[To do]
Your job with the data below is to output exactly the lines from the one holding "shown on a win." down to the one holding "let fib = is_fibonacci(n);", both included, and no others.

(Saved data entries)

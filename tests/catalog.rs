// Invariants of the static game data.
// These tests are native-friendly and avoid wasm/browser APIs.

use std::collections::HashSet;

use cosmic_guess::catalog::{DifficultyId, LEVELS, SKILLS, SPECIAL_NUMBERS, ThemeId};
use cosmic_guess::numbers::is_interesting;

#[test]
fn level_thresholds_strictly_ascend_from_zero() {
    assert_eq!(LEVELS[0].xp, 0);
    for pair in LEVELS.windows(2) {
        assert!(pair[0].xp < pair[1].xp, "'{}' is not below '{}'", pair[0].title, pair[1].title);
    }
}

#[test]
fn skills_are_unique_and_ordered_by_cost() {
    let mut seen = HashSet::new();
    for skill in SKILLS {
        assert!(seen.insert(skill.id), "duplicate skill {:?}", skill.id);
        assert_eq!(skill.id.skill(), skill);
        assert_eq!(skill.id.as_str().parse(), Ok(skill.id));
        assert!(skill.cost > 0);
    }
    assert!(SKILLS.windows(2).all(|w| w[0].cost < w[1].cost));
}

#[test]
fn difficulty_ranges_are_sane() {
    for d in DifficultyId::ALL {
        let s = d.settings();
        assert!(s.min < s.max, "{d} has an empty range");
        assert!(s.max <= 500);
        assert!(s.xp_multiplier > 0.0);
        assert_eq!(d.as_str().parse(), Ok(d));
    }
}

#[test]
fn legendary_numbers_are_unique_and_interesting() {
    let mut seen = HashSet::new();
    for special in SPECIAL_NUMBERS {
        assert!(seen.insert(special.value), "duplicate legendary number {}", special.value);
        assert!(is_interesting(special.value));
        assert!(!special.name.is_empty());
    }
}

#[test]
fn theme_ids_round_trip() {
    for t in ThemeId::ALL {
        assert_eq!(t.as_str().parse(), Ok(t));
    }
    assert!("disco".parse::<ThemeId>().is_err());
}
--
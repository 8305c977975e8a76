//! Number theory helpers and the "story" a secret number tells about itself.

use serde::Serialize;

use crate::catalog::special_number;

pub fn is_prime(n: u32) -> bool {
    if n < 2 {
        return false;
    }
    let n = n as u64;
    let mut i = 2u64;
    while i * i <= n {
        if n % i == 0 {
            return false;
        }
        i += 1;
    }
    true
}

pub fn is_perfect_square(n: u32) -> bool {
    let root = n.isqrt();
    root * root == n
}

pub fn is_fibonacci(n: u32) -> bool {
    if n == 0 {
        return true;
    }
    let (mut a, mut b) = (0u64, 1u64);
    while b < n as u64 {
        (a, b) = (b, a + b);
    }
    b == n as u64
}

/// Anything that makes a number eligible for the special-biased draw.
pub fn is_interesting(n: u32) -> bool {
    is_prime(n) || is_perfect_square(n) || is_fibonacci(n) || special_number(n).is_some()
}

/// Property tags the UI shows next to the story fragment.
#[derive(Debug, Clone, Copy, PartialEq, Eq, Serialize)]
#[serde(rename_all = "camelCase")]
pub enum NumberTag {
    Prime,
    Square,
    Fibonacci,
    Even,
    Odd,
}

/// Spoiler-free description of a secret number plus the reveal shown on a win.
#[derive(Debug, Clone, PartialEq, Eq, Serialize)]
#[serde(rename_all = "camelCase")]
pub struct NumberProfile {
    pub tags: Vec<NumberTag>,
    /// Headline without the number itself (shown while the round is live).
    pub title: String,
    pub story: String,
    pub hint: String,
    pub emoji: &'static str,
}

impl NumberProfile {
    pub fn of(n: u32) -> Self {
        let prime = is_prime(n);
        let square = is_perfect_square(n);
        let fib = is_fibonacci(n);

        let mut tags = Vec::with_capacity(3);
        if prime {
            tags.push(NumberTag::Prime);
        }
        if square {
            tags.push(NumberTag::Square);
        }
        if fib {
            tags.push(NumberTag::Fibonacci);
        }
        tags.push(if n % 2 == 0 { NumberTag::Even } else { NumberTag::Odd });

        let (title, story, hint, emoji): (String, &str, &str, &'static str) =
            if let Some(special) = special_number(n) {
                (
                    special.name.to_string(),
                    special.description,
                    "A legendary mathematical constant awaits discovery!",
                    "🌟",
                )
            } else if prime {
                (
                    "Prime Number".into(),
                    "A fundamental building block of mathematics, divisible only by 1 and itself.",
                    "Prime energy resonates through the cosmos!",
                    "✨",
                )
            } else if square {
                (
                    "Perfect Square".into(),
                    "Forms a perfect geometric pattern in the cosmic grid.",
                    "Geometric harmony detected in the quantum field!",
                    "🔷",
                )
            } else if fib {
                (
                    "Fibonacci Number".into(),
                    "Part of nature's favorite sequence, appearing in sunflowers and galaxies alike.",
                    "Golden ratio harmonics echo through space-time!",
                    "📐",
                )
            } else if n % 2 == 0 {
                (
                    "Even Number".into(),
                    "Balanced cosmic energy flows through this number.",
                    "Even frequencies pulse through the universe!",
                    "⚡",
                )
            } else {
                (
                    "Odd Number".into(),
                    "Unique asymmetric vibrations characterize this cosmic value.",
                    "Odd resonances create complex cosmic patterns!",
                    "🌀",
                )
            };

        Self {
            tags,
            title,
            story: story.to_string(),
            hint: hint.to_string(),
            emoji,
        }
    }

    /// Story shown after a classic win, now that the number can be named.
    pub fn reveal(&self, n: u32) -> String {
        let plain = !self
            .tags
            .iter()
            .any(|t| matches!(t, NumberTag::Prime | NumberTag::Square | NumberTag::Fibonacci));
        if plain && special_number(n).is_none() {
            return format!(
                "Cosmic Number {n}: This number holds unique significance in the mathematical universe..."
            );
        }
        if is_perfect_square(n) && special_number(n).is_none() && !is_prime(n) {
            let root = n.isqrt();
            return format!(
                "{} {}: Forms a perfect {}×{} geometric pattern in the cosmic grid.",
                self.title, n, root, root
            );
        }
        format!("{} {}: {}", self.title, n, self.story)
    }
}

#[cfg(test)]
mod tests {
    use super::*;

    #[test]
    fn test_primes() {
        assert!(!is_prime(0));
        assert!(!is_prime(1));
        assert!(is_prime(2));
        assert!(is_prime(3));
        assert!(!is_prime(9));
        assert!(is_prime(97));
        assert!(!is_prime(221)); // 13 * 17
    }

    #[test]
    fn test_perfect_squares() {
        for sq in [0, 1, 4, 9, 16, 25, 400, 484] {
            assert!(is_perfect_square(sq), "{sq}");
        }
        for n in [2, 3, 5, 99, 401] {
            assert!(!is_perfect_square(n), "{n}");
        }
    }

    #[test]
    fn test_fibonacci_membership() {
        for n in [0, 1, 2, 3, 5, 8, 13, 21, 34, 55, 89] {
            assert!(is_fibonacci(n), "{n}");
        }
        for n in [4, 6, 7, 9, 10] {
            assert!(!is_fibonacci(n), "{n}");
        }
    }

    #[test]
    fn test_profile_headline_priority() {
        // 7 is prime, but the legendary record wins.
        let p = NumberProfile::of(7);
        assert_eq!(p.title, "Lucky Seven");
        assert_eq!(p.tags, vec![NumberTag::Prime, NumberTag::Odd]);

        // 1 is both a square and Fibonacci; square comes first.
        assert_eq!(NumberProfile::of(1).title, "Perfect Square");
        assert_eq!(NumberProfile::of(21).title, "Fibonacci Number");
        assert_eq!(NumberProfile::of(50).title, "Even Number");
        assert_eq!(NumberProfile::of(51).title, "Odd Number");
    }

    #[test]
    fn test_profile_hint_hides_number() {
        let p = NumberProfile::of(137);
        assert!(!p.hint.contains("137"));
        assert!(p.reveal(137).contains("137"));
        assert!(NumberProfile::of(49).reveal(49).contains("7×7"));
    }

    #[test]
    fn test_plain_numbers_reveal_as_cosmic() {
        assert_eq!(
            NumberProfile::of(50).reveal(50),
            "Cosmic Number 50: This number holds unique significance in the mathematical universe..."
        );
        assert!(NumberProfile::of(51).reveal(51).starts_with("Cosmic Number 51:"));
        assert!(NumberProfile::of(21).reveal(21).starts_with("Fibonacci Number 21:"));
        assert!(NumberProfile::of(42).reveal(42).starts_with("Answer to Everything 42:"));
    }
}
* * *
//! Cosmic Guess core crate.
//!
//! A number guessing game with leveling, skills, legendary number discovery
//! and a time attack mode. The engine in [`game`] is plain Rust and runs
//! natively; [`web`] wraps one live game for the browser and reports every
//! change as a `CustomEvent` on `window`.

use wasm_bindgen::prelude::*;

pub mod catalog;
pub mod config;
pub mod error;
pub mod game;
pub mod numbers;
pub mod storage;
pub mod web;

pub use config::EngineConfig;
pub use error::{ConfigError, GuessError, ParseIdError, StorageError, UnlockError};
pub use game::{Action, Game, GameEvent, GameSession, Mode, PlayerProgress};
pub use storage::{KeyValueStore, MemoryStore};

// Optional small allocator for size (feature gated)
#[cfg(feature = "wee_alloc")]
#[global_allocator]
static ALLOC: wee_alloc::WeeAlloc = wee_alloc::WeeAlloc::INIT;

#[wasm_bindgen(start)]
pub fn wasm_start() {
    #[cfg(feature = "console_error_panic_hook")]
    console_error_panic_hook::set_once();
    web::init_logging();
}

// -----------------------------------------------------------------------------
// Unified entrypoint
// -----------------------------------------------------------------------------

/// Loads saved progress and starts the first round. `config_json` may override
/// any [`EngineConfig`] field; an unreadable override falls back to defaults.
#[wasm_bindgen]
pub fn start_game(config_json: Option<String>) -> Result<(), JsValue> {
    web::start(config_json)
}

[Written answer]
/// Spoiler-free description of a secret number plus the reveal shown on a win.
#[derive(Debug, Clone, PartialEq, Eq, Serialize)]
#[serde(rename_all = "camelCase")]
pub struct NumberProfile {
    pub tags: Vec<NumberTag>,
    /// Headline without the number itself (shown while the round is live).
    pub title: String,
    pub story: String,
    pub hint: String,
    pub emoji: &'static str,
}

impl NumberProfile {
    pub fn of(n: u32) -> Self {
        let prime = is_prime(n);
        let square = is_perfect_square(n);
        let fib = is_fibonacci(n);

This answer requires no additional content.